Task description | Print the lines of the data, starting with the first, up to and including the line where "TypeExpr::Reference(reference) => match" appears.

Stored items |
****************************************

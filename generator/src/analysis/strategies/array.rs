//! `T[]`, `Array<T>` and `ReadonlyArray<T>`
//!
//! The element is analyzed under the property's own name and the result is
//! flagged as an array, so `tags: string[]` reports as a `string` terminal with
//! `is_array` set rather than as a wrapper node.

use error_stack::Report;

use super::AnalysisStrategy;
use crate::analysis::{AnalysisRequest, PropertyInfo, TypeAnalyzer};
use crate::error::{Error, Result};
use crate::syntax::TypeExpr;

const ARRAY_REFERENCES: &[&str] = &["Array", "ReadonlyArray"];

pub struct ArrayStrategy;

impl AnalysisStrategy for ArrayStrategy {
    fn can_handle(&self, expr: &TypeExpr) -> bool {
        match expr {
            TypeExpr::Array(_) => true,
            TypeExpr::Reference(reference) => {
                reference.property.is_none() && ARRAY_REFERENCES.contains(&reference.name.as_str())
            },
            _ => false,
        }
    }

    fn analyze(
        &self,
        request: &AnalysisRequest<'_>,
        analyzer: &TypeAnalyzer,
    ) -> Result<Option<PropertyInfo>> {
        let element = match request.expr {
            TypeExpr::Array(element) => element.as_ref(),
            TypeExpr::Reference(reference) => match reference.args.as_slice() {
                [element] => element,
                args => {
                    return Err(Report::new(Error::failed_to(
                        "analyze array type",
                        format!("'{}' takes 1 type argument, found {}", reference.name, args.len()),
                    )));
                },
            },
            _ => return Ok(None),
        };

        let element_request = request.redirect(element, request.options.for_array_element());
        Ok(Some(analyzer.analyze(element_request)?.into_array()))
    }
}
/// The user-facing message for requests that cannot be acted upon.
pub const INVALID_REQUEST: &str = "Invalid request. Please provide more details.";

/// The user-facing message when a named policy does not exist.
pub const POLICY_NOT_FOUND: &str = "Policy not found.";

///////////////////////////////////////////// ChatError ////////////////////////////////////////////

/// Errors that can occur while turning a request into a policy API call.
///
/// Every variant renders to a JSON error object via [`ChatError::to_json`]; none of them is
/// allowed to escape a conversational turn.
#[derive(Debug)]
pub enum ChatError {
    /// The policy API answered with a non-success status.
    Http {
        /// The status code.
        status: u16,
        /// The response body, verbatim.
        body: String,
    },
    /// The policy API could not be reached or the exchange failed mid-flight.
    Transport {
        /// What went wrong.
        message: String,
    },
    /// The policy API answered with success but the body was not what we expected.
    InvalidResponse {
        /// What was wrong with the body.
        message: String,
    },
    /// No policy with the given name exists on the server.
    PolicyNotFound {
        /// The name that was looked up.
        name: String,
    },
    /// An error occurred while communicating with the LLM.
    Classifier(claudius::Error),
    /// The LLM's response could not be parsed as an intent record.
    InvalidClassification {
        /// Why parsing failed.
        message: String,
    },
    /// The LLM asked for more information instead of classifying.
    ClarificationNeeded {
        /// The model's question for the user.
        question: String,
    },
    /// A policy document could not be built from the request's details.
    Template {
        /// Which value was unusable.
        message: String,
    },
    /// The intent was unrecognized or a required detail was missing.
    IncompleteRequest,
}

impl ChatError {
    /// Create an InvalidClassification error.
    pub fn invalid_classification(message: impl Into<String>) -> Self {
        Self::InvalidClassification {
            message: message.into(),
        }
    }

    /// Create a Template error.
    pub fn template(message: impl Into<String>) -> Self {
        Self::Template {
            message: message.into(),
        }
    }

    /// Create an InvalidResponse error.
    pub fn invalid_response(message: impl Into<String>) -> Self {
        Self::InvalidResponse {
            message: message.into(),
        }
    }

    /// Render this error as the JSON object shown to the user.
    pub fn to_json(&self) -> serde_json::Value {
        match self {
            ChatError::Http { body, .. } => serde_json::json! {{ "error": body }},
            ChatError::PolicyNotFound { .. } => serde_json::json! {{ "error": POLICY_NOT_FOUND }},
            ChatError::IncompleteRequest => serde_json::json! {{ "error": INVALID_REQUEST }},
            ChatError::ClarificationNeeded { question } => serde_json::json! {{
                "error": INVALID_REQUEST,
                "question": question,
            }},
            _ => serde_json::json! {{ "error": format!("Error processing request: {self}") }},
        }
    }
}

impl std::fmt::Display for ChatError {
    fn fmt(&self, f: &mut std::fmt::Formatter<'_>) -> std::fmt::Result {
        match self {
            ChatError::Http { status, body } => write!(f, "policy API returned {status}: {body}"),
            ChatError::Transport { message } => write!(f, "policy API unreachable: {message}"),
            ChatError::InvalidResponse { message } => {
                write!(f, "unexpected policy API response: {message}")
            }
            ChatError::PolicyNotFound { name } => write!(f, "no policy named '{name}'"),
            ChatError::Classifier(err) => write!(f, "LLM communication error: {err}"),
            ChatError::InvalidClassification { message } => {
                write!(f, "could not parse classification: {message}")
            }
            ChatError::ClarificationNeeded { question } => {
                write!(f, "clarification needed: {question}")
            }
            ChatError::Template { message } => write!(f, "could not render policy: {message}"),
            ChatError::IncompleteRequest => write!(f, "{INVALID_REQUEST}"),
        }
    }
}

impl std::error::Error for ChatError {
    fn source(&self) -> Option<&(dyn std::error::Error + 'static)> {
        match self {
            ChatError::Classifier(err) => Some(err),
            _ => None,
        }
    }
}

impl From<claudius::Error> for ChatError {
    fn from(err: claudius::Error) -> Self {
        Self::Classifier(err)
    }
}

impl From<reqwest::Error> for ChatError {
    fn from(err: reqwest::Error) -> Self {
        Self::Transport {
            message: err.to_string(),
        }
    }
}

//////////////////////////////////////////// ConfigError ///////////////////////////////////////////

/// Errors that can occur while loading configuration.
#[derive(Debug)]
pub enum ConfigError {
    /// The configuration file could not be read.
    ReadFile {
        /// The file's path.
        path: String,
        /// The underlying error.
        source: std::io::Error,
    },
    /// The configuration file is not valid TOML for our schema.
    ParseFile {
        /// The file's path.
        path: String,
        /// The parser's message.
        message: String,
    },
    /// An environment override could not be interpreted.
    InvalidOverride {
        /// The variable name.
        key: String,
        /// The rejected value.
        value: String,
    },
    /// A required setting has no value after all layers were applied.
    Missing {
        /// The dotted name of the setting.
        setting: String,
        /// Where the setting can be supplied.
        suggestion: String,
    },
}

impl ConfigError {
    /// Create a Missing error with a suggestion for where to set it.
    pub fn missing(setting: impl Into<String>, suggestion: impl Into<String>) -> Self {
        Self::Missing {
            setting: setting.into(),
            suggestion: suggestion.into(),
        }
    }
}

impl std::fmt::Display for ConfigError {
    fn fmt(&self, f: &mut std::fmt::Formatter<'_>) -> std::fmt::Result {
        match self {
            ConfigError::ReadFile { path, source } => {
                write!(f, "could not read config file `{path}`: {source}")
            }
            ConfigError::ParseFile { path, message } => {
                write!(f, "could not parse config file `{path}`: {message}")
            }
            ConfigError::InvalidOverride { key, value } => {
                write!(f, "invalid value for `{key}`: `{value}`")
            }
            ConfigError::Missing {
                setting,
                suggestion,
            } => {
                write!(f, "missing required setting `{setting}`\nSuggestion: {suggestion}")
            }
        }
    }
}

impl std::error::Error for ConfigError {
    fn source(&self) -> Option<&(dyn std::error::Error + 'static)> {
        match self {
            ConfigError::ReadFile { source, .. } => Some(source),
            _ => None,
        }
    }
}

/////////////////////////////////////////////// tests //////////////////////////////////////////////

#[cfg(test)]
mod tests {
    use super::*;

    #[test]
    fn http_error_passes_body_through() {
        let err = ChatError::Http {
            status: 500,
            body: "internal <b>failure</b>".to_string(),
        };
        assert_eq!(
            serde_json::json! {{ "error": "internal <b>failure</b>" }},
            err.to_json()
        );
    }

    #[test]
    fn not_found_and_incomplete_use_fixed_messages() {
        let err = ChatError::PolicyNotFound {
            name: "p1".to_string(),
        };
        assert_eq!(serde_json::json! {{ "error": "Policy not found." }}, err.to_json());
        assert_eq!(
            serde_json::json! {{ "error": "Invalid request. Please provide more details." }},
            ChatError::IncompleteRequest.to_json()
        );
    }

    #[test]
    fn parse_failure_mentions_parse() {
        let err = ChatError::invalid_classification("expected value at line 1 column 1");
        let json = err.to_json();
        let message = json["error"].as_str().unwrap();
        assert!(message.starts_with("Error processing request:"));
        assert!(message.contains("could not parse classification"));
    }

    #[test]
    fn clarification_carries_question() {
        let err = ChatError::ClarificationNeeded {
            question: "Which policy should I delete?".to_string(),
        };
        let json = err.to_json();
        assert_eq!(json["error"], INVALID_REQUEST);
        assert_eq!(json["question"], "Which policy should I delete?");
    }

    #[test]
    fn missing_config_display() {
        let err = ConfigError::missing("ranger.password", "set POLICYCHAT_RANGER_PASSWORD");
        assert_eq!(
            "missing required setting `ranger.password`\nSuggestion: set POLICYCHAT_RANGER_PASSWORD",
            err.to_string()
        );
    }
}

****************************************

Task answer |
filename generator/src/analysis/strategies/array.rs
//! `T[]`, `Array<T>` and `ReadonlyArray<T>`
//!
//! The element is analyzed under the property's own name and the result is
//! flagged as an array, so `tags: string[]` reports as a `string` terminal with
//! `is_array` set rather than as a wrapper node.

use error_stack::Report;

use super::AnalysisStrategy;
use crate::analysis::{AnalysisRequest, PropertyInfo, TypeAnalyzer};
use crate::error::{Error, Result};
use crate::syntax::TypeExpr;

const ARRAY_REFERENCES: &[&str] = &["Array", "ReadonlyArray"];

pub struct ArrayStrategy;

impl AnalysisStrategy for ArrayStrategy {
    fn can_handle(&self, expr: &TypeExpr) -> bool {
        match expr {
            TypeExpr::Array(_) => true,
            TypeExpr::Reference(reference) => {
                reference.property.is_none() && ARRAY_REFERENCES.contains(&reference.name.as_str())
            },
            _ => false,
        }
    }

    fn analyze(
        &self,
        request: &AnalysisRequest<'_>,
        analyzer: &TypeAnalyzer,
    ) -> Result<Option<PropertyInfo>> {
        let element = match request.expr {
            TypeExpr::Array(element) => element.as_ref(),
            TypeExpr::Reference(reference) => match reference.args.as_slice() {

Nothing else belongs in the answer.